DATA SUPPLIED -
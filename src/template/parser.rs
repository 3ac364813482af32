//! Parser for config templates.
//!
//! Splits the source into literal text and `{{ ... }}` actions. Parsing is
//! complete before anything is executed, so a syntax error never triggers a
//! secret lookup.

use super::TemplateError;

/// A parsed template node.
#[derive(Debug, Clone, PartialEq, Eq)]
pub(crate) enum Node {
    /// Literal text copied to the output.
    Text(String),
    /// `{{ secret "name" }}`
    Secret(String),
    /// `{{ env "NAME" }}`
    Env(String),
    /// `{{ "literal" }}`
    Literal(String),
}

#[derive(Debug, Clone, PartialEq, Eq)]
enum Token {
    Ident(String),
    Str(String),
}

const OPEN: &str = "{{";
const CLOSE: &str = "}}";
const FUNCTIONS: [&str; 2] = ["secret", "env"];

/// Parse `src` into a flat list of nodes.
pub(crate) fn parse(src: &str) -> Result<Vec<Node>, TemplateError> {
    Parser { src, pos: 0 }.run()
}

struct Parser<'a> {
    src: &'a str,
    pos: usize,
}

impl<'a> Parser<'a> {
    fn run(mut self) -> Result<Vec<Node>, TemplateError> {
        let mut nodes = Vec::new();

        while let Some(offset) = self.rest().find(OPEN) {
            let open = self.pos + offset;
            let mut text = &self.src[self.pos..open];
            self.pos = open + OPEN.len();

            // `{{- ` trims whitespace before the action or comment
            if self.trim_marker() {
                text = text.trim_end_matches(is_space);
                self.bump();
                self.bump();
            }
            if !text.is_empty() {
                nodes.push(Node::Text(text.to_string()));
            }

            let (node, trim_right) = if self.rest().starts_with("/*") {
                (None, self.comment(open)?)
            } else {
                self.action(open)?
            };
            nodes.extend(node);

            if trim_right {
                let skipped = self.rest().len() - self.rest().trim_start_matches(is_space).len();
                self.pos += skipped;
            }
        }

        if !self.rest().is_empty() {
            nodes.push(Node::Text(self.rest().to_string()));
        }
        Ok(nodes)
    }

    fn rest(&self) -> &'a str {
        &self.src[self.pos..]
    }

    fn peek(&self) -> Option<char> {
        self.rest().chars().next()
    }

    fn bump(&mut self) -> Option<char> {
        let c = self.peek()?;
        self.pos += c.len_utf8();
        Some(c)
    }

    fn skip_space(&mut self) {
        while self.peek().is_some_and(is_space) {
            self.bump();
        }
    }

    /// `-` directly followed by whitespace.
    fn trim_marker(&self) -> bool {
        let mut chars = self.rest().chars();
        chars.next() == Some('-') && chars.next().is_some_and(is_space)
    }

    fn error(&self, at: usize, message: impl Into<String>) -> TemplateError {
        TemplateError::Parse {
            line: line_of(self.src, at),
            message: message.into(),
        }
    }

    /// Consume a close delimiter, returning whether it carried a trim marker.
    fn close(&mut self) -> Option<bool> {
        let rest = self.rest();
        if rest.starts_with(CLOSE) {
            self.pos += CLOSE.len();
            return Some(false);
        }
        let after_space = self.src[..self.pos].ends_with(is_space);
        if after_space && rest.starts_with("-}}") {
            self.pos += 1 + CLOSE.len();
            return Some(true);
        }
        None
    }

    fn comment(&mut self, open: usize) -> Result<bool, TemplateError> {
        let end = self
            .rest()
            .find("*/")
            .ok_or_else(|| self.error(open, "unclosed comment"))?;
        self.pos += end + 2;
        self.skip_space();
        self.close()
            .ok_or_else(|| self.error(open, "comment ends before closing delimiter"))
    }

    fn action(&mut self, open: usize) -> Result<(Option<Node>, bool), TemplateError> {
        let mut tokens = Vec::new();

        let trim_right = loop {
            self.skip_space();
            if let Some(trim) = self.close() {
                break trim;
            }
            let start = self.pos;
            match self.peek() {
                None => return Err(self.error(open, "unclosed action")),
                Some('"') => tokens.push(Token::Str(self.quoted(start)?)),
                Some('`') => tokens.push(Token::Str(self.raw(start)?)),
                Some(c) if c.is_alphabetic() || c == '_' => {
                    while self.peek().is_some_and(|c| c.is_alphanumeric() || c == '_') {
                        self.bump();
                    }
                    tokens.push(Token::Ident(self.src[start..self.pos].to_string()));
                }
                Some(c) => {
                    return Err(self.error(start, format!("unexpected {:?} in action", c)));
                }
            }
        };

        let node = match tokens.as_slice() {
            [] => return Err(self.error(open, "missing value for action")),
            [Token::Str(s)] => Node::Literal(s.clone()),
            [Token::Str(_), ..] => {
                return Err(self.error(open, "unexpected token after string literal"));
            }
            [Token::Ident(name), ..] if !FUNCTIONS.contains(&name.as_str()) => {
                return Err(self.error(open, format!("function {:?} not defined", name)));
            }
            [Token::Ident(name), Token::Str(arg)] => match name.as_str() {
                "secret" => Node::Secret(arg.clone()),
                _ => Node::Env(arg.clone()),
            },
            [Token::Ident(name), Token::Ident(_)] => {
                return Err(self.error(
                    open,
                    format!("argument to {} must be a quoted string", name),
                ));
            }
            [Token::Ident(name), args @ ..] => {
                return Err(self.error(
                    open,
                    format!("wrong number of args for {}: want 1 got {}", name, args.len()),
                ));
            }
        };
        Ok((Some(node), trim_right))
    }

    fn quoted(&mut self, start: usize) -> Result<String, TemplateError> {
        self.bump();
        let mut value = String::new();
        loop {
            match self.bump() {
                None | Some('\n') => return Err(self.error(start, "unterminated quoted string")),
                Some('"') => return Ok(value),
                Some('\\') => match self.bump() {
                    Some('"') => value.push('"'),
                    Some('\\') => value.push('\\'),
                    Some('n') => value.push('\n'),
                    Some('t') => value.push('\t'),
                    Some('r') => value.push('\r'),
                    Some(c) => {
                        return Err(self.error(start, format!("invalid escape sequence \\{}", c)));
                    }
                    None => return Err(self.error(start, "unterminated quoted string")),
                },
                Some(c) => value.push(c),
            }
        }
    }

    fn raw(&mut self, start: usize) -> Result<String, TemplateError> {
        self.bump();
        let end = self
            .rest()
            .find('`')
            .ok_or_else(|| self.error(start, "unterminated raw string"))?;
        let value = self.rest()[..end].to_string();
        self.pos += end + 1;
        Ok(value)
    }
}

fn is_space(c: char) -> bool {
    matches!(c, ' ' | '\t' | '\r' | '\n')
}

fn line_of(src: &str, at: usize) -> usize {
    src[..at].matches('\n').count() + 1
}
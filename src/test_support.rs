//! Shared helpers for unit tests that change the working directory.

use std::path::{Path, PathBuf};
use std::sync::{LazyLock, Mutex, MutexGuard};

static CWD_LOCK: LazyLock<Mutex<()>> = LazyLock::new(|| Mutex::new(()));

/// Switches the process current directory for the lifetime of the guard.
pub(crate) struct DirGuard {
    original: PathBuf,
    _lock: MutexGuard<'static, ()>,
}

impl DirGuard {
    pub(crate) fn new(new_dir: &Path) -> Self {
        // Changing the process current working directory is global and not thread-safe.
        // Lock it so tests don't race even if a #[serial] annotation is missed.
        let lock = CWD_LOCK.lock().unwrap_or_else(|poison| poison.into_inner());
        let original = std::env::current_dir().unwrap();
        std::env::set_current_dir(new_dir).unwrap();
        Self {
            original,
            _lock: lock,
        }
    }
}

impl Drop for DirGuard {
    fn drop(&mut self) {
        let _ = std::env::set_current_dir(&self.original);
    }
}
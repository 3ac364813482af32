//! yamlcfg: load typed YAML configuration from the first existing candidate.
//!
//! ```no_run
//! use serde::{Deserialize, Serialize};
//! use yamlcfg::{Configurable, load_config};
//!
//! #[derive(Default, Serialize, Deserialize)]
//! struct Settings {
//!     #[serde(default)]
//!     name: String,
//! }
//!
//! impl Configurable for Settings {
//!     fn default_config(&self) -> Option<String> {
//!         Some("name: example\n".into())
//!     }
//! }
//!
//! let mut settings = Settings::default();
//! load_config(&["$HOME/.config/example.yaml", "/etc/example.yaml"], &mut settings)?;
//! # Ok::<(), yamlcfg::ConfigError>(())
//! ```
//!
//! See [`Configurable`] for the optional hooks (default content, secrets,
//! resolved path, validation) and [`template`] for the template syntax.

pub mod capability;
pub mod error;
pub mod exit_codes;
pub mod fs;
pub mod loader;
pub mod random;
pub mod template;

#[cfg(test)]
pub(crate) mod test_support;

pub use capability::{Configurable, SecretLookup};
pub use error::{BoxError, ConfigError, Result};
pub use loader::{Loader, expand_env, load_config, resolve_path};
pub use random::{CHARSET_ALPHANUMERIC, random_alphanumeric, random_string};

TASK DETAILS - Check each line of the records for the string "capability" and copy those that have it.

WRITTEN RESPONSE -
pub mod capability;
pub use capability::{Configurable, SecretLookup};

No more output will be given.